Foi no nosso sexto ano juntos, perto de quando eu havia completado 26 anos, que
uma antiga intriga entre Poroff e Terenuel estourou. Estávamos indo para um trabalho de
escolta, o contratante era um elfo de cabelos castanhos e olhos verdes que se chamava
Galather. O elfo precisava atravessar uma colina rochosa que ficava a alguns quilômetros
da Cidade Livre de Greyhawk para chegar à uma pequena vila onde sua família constituiu
morada. Contudo, fomos interceptados durante o trajeto: era um grupo de anões que
clamava pela cabeça de Galather.
Confusos, eu, Ellen, Terenuel e Poroff tentamos entender o que havia acontecido.
Os anões explicaram que Galather havia mandado assassinar Monire Passolento, a líder
de família dos anões.
— Acusações falsas, são essas! — Exclamou Terenuel enquanto Galather
concordava.
— Um anão só abre a boca quando tem certeza, orelha pontuda! — Bradou Poroff.

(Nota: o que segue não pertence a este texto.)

//! P2PKH input signing and verification.
//!
//! Only `SIGHASH_ALL` signatures are produced. Verification understands the
//! `<sig> <pubkey>` script_sig form and nothing else, which is all the harness
//! wallet and the in-memory node exchange.

use dashcore::blockdata::script::{Builder, Instruction, PushBytes, ScriptBuf};
use dashcore::hashes::Hash;
use dashcore::sighash::{EcdsaSighashType, SighashCache};
use dashcore::Transaction;
use secp256k1::{Message, PublicKey, Secp256k1, SecretKey, Signing, Verification, ecdsa};
use thiserror::Error;

/// Errors while producing or checking an input signature.
#[derive(Debug, Error, Clone, PartialEq, Eq)]
pub enum SignatureError {
    #[error("input index {index} out of bounds, transaction has {inputs} inputs")]
    InputOutOfBounds {
        index: usize,
        inputs: usize,
    },

    #[error("sighash: {0}")]
    Sighash(String),

    #[error("script_sig is not <sig> <pubkey>")]
    MalformedScriptSig,

    #[error("public key does not match the previous output")]
    PubkeyMismatch,

    #[error("secp256k1: {0}")]
    Secp256k1(#[from] secp256k1::Error),
}

fn signature_hash(
    tx: &Transaction,
    index: usize,
    script_pubkey: &ScriptBuf,
    sighash_type: u32,
) -> Result<Message, SignatureError> {
    if index >= tx.input.len() {
        return Err(SignatureError::InputOutOfBounds {
            index,
            inputs: tx.input.len(),
        });
    }
    let sighash = SighashCache::new(tx)
        .legacy_signature_hash(index, script_pubkey, sighash_type)
        .map_err(|e| SignatureError::Sighash(e.to_string()))?;
    Ok(Message::from_digest(*sighash.as_byte_array()))
}

/// Produces the `<sig> <pubkey>` script_sig for input `index` spending `script_pubkey`.
pub fn sign_input<C: Signing>(
    secp: &Secp256k1<C>,
    tx: &Transaction,
    index: usize,
    script_pubkey: &ScriptBuf,
    secret_key: &SecretKey,
) -> Result<ScriptBuf, SignatureError> {
    let message = signature_hash(tx, index, script_pubkey, EcdsaSighashType::All.to_u32())?;
    let signature = secp.sign_ecdsa(&message, secret_key);

    let mut sig_bytes = signature.serialize_der().to_vec();
    sig_bytes.push(EcdsaSighashType::All.to_u32() as u8);
    let pubkey = PublicKey::from_secret_key(secp, secret_key);

    let sig_push = <&PushBytes>::try_from(sig_bytes.as_slice())
        .map_err(|_| SignatureError::MalformedScriptSig)?;
    Ok(Builder::new().push_slice(sig_push).push_slice(pubkey.serialize()).into_script())
}

/// Checks input `index`'s script_sig against the P2PKH output it spends.
pub fn verify_input<C: Verification>(
    secp: &Secp256k1<C>,
    tx: &Transaction,
    index: usize,
    script_pubkey: &ScriptBuf,
) -> Result<(), SignatureError> {
    let input = tx.input.get(index).ok_or(SignatureError::InputOutOfBounds {
        index,
        inputs: tx.input.len(),
    })?;

    let mut pushes = Vec::with_capacity(2);
    for instruction in input.script_sig.instructions() {
        match instruction {
            Ok(Instruction::PushBytes(bytes)) => pushes.push(bytes.as_bytes()),
            _ => return Err(SignatureError::MalformedScriptSig),
        }
    }
    let [sig_with_type, pubkey_bytes] = pushes.as_slice() else {
        return Err(SignatureError::MalformedScriptSig);
    };
    let (sighash_byte, der) =
        sig_with_type.split_last().ok_or(SignatureError::MalformedScriptSig)?;

    let pubkey = PublicKey::from_slice(pubkey_bytes)?;
    let expected = ScriptBuf::new_p2pkh(&dashcore::PublicKey::new(pubkey).pubkey_hash());
    if expected != *script_pubkey {
        return Err(SignatureError::PubkeyMismatch);
    }

    let signature = ecdsa::Signature::from_der(der)?;
    let message = signature_hash(tx, index, script_pubkey, u32::from(*sighash_byte))?;
    secp.verify_ecdsa(&message, &signature, &pubkey)?;
    Ok(())
}

#[cfg(test)]
mod tests {
    use super::*;
    use dashcore::{OutPoint, TxIn, TxOut, Txid, Witness};

    fn input(txid: &[u8], vout: u32) -> TxIn {
        TxIn {
            previous_output: OutPoint::new(Txid::hash(txid), vout),
            script_sig: ScriptBuf::new(),
            sequence: 0xffffffff,
            witness: Witness::default(),
        }
    }

    fn two_input_tx() -> Transaction {
        Transaction {
            version: 2,
            lock_time: 0,
            input: vec![input(b"a", 0), input(b"b", 3)],
            output: vec![TxOut {
                value: 1_000,
                script_pubkey: ScriptBuf::new(),
            }],
            special_transaction_payload: None,
        }
    }

    fn p2pkh_script(secp: &Secp256k1<secp256k1::All>, key: &SecretKey) -> ScriptBuf {
        let pubkey = dashcore::PublicKey::new(PublicKey::from_secret_key(secp, key));
        ScriptBuf::new_p2pkh(&pubkey.pubkey_hash())
    }

    #[test]
    fn sign_then_verify() {
        let secp = Secp256k1::new();
        let key = SecretKey::from_slice(&[0x11; 32]).unwrap();
        let prev_script = p2pkh_script(&secp, &key);

        let mut tx = two_input_tx();
        tx.input[1].script_sig = sign_input(&secp, &tx, 1, &prev_script, &key).unwrap();
        verify_input(&secp, &tx, 1, &prev_script).unwrap();

        // Signature commits to the outputs.
        tx.output[0].value += 1;
        assert!(verify_input(&secp, &tx, 1, &prev_script).is_err());
    }

    #[test]
    fn wrong_key_is_rejected() {
        let secp = Secp256k1::new();
        let key = SecretKey::from_slice(&[0x22; 32]).unwrap();
        let other = SecretKey::from_slice(&[0x33; 32]).unwrap();
        let prev_script = p2pkh_script(&secp, &other);

        let mut tx = two_input_tx();
        tx.input[0].script_sig = sign_input(&secp, &tx, 0, &prev_script, &key).unwrap();
        assert_eq!(
            verify_input(&secp, &tx, 0, &prev_script),
            Err(SignatureError::PubkeyMismatch)
        );
    }

    #[test]
    fn unsigned_and_out_of_bounds_inputs() {
        let secp = Secp256k1::new();
        let key = SecretKey::from_slice(&[0x44; 32]).unwrap();
        let prev_script = p2pkh_script(&secp, &key);
        let tx = two_input_tx();

        assert_eq!(
            verify_input(&secp, &tx, 0, &prev_script),
            Err(SignatureError::MalformedScriptSig)
        );
        assert_eq!(
            sign_input(&secp, &tx, 5, &prev_script, &key),
            Err(SignatureError::InputOutOfBounds {
                index: 5,
                inputs: 2
            })
        );
    }
}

Os ânimos entre o anão e o elfo do grupo já não estavam dos melhores nos últimos
dois anos, o que gerou em uma discussão feia, a pior que o grupo já teve. Isso fez com
que Poroff partisse com os anões em busca de provas concretas e Terenuel seguisse com
a missão de escoltar o elfo. Eu e Ellen decidimos seguir o trabalho.
Eu já sentia que o grupo iria se desmantelar, infelizmente. Poroff e Terenuel
brigavam o tempo todo. Ellen estava desgastada demais para conseguir intervir e eu não
tinha habilidades sociais o suficiente para convencê-los a se resolverem.
— Eu vou para Diamond Lake, Laurence. — disse Ellen com um semblante infeliz.
— O que tem nesse lugar?
Em resposta à minha pergunta, a mulher me disse que sua família morava por lá e
que sua mãe havia estado doente nas últimas cartas que se viram.
— Posso ir junto? Gostaria de saber se precisam do serviço de um boticário lá. —
Perguntei.
Um aperto em meu coração era constante e latente a cada passo que dávamos em
direção à Diamond Lake. Uma parte de mim havia ficado naquela cabana, outra havia
permanecido com Ellen, outra com Poroff e outra com Terenuel. Me senti triste não por
me separar de meus amigos, mas ver que era impotente. Não havia nada para fazer em
relação ao grupo.
— Diamond Lake é uma cidade mineira ao leito de um rio. Devem ter muitos
trabalhadores que necessitam de remédios. Ou quem sabe um grupo de aventureiros que
precise de um botânico em suas viagens. Quem sabe… — contive minhas lágrimas
enquanto caminhávamos fitando o horizonte.